** Material supplied follows **
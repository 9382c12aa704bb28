//! Property-Based Tests for bootcraft
//!
//! Uses proptest for testing invariants of the resolution pipeline:
//! - package set documents survive a YAML round-trip
//! - window manager + common merges are complete, duplicate-free and honor removals
//! - conflicting selections always fail
//! - generation is deterministic

use std::collections::HashSet;
use std::fs;
use std::path::Path;

use proptest::prelude::*;
use tempfile::TempDir;

use bootcraft::engine::containerfile;
use bootcraft::{
    BootcraftError, BuildConfig, Category, DesktopSelection, PackageSet, PackageStore, SetKind,
    resolve, resolve_packages,
};

// =============================================================================
// Strategies
// =============================================================================

fn identifier_strategy() -> impl Strategy<Value = String> {
    "[a-z][a-z0-9+._-]{0,11}"
}

fn category_name_strategy() -> impl Strategy<Value = String> {
    "[a-z][a-z0-9-]{0,7}".prop_filter("reserved key", |name| name != "metadata")
}

/// Distinct category names, each with a list of identifiers
fn categories_strategy() -> impl Strategy<Value = Vec<Category>> {
    prop::collection::btree_map(
        category_name_strategy(),
        prop::collection::vec(identifier_strategy(), 0..6),
        1..5,
    )
    .prop_map(|map| {
        map.into_iter()
            .map(|(name, packages)| Category::new(name, packages))
            .collect()
    })
}

fn set_kind_strategy() -> impl Strategy<Value = SetKind> {
    prop_oneof![
        Just(SetKind::WindowManager),
        Just(SetKind::DesktopEnvironment),
        Just(SetKind::Common),
    ]
}

// =============================================================================
// Helpers
// =============================================================================

fn render_document(name: &str, kind: SetKind, categories: &[Category]) -> String {
    let set = PackageSet {
        name: name.to_string(),
        kind,
        description: format!("{} test set", name),
        homepage: None,
        categories: categories.to_vec(),
        source: Path::new("generated.yml").to_path_buf(),
    };
    set.to_yaml().expect("Should serialize")
}

fn write(root: &Path, rel: &str, content: &str) {
    let path = root.join(rel);
    fs::create_dir_all(path.parent().unwrap()).unwrap();
    fs::write(path, content).unwrap();
}

fn all_ids(categories: &[Category]) -> HashSet<String> {
    categories
        .iter()
        .flat_map(|c| c.packages.iter().cloned())
        .collect()
}

// =============================================================================
// Round-trip
// =============================================================================

proptest! {
    /// PackageSet: parse → to_yaml → parse keeps every category's identifiers
    #[test]
    fn package_set_roundtrip(
        kind in set_kind_strategy(),
        categories in categories_strategy(),
    ) {
        let yaml = render_document("generated", kind, &categories);
        let parsed = PackageSet::from_yaml_str(&yaml, Path::new("a.yml")).expect("Should parse");
        let reserialized = parsed.to_yaml().expect("Should serialize");
        let reparsed = PackageSet::from_yaml_str(&reserialized, Path::new("b.yml")).expect("Should parse");

        prop_assert_eq!(&parsed.categories, &categories);
        prop_assert_eq!(&reparsed.categories, &parsed.categories);
        prop_assert_eq!(reparsed.kind, kind);
    }
}

// =============================================================================
// Merge invariants
// =============================================================================

proptest! {
    #![proptest_config(ProptestConfig::with_cases(64))]

    /// WM + include_common: complete, no duplicates, removals excluded
    #[test]
    fn wm_with_common_is_complete_and_unique(
        wm_categories in categories_strategy(),
        base_categories in categories_strategy(),
        removals in prop::collection::vec(identifier_strategy(), 0..4),
    ) {
        let dir = TempDir::new().unwrap();
        write(dir.path(), "window-managers/wm.yml", &render_document("wm", SetKind::WindowManager, &wm_categories));
        write(dir.path(), "common/base.yml", &render_document("base", SetKind::Common, &base_categories));
        write(
            dir.path(),
            "common/remove.yml",
            &render_document("remove", SetKind::Common, &[Category::new("packages", removals.clone())]),
        );
        let store = PackageStore::open(dir.path()).unwrap();

        let desktop = DesktopSelection {
            window_manager: Some("wm".to_string()),
            desktop_environment: None,
            include_common: true,
        };
        let res = resolve_packages(&store, &desktop, &[]).unwrap();

        let resolved: Vec<&str> = res.packages.packages().collect();
        let unique: HashSet<&str> = resolved.iter().copied().collect();
        prop_assert_eq!(resolved.len(), unique.len(), "duplicates in {:?}", resolved);

        let removed: HashSet<String> = removals.into_iter().collect();
        let mut expected = all_ids(&wm_categories);
        expected.extend(all_ids(&base_categories));
        for id in &expected {
            if removed.contains(id) {
                prop_assert!(!unique.contains(id.as_str()), "{} should be removed", id);
            } else {
                prop_assert!(unique.contains(id.as_str()), "{} missing", id);
            }
        }
        for id in &unique {
            prop_assert!(expected.contains(*id), "{} does not trace back to a set", id);
        }
    }

    /// Both selections always conflict, whatever the names
    #[test]
    fn both_selections_always_conflict(
        wm in identifier_strategy(),
        de in identifier_strategy(),
        include_common in any::<bool>(),
    ) {
        let dir = TempDir::new().unwrap();
        let store = PackageStore::open(dir.path()).unwrap();
        let desktop = DesktopSelection {
            window_manager: Some(wm),
            desktop_environment: Some(de),
            include_common,
        };
        let err = resolve_packages(&store, &desktop, &[]).unwrap_err();
        let is_conflict = matches!(err, BootcraftError::ConflictingSelection { .. });
        prop_assert!(is_conflict);
    }

    /// Generation: identical inputs render identical bytes
    #[test]
    fn generation_is_deterministic(
        wm_categories in categories_strategy(),
        image_type in prop_oneof![Just("fedora"), Just("arch"), Just("debian"), Just("opensuse")],
    ) {
        let dir = TempDir::new().unwrap();
        write(dir.path(), "window-managers/wm.yml", &render_document("wm", SetKind::WindowManager, &wm_categories));
        let store = PackageStore::open(dir.path()).unwrap();

        let mut config = BuildConfig::new(image_type);
        config.desktop.window_manager = Some("wm".to_string());
        config.desktop.include_common = false;

        let first = containerfile::generate(&resolve(&config, &store).unwrap());
        let second = containerfile::generate(&resolve(&config, &store).unwrap());
        prop_assert_eq!(first, second);
    }
}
** End of Material supplied **
Each of the records is to be repeated word for word.

repository 9382c12aa704bb28
//! Property-Based Tests for bootcraft
//!
//! Uses proptest for testing invariants of the resolution pipeline:
//! - package set documents survive a YAML round-trip
//! - window manager + common merges are complete, duplicate-free and honor removals
//! - conflicting selections always fail
//! - generation is deterministic

use std::collections::HashSet;
use std::fs;
use std::path::Path;

use proptest::prelude::*;
use tempfile::TempDir;

use bootcraft::engine::containerfile;
use bootcraft::{
    BootcraftError, BuildConfig, Category, DesktopSelection, PackageSet, PackageStore, SetKind,
    resolve, resolve_packages,
};

// =============================================================================
// Strategies
// =============================================================================

fn identifier_strategy() -> impl Strategy<Value = String> {
    "[a-z][a-z0-9+._-]{0,11}"
}

fn category_name_strategy() -> impl Strategy<Value = String> {
    "[a-z][a-z0-9-]{0,7}".prop_filter("reserved key", |name| name != "metadata")
}

/// Distinct category names, each with a list of identifiers
fn categories_strategy() -> impl Strategy<Value = Vec<Category>> {
    prop::collection::btree_map(
        category_name_strategy(),
        prop::collection::vec(identifier_strategy(), 0..6),
        1..5,
    )
    .prop_map(|map| {
        map.into_iter()
            .map(|(name, packages)| Category::new(name, packages))
            .collect()
    })
}

fn set_kind_strategy() -> impl Strategy<Value = SetKind> {
    prop_oneof![
        Just(SetKind::WindowManager),
        Just(SetKind::DesktopEnvironment),
        Just(SetKind::Common),
    ]
}

// =============================================================================
// Helpers
// =============================================================================

fn render_document(name: &str, kind: SetKind, categories: &[Category]) -> String {
    let set = PackageSet {
        name: name.to_string(),
        kind,
        description: format!("{} test set", name),
        homepage: None,
        categories: categories.to_vec(),
        source: Path::new("generated.yml").to_path_buf(),
    };
    set.to_yaml().expect("Should serialize")
}

fn write(root: &Path, rel: &str, content: &str) {
    let path = root.join(rel);
    fs::create_dir_all(path.parent().unwrap()).unwrap();
    fs::write(path, content).unwrap();
}

fn all_ids(categories: &[Category]) -> HashSet<String> {
    categories
        .iter()
        .flat_map(|c| c.packages.iter().cloned())
        .collect()
}

// =============================================================================
// Round-trip
// =============================================================================

proptest! {
    /// PackageSet: parse → to_yaml → parse keeps every category's identifiers
    #[test]
    fn package_set_roundtrip(
        kind in set_kind_strategy(),
        categories in categories_strategy(),
    ) {
        let yaml = render_document("generated", kind, &categories);
        let parsed = PackageSet::from_yaml_str(&yaml, Path::new("a.yml")).expect("Should parse");
        let reserialized = parsed.to_yaml().expect("Should serialize");
        let reparsed = PackageSet::from_yaml_str(&reserialized, Path::new("b.yml")).expect("Should parse");

        prop_assert_eq!(&parsed.categories, &categories);
        prop_assert_eq!(&reparsed.categories, &parsed.categories);
        prop_assert_eq!(reparsed.kind, kind);
    }
}

// =============================================================================
// Merge invariants
// =============================================================================

proptest! {
    #![proptest_config(ProptestConfig::with_cases(64))]

    /// WM + include_common: complete, no duplicates, removals excluded
    #[test]
    fn wm_with_common_is_complete_and_unique(
        wm_categories in categories_strategy(),
        base_categories in categories_strategy(),
        removals in prop::collection::vec(identifier_strategy(), 0..4),
    ) {
        let dir = TempDir::new().unwrap();
        write(dir.path(), "window-managers/wm.yml", &render_document("wm", SetKind::WindowManager, &wm_categories));
        write(dir.path(), "common/base.yml", &render_document("base", SetKind::Common, &base_categories));
        write(
            dir.path(),
            "common/remove.yml",
            &render_document("remove", SetKind::Common, &[Category::new("packages", removals.clone())]),
        );
        let store = PackageStore::open(dir.path()).unwrap();

        let desktop = DesktopSelection {
            window_manager: Some("wm".to_string()),
            desktop_environment: None,
            include_common: true,
        };
        let res = resolve_packages(&store, &desktop, &[]).unwrap();

        let resolved: Vec<&str> = res.packages.packages().collect();
        let unique: HashSet<&str> = resolved.iter().copied().collect();
        prop_assert_eq!(resolved.len(), unique.len(), "duplicates in {:?}", resolved);

        let removed: HashSet<String> = removals.into_iter().collect();
        let mut expected = all_ids(&wm_categories);
        expected.extend(all_ids(&base_categories));
        for id in &expected {
            if removed.contains(id) {
                prop_assert!(!unique.contains(id.as_str()), "{} should be removed", id);
            } else {
                prop_assert!(unique.contains(id.as_str()), "{} missing", id);
            }
        }
        for id in &unique {
            prop_assert!(expected.contains(*id), "{} does not trace back to a set", id);
        }
    }

    /// Both selections always conflict, whatever the names
    #[test]
    fn both_selections_always_conflict(
        wm in identifier_strategy(),
        de in identifier_strategy(),
        include_common in any::<bool>(),
    ) {
        let dir = TempDir::new().unwrap();
        let store = PackageStore::open(dir.path()).unwrap();
        let desktop = DesktopSelection {
            window_manager: Some(wm),
            desktop_environment: Some(de),
            include_common,
        };
        let err = resolve_packages(&store, &desktop, &[]).unwrap_err();
        let is_conflict = matches!(err, BootcraftError::ConflictingSelection { .. });
        prop_assert!(is_conflict);
    }

    /// Generation: identical inputs render identical bytes
    #[test]
    fn generation_is_deterministic(
        wm_categories in categories_strategy(),
        image_type in prop_oneof![Just("fedora"), Just("arch"), Just("debian"), Just("opensuse")],
    ) {
        let dir = TempDir::new().unwrap();
        write(dir.path(), "window-managers/wm.yml", &render_document("wm", SetKind::WindowManager, &wm_categories));
        let store = PackageStore::open(dir.path()).unwrap();

        let mut config = BuildConfig::new(image_type);
        config.desktop.window_manager = Some("wm".to_string());
        config.desktop.include_common = false;

        let first = containerfile::generate(&resolve(&config, &store).unwrap());
        let second = containerfile::generate(&resolve(&config, &store).unwrap());
        prop_assert_eq!(first, second);
    }
}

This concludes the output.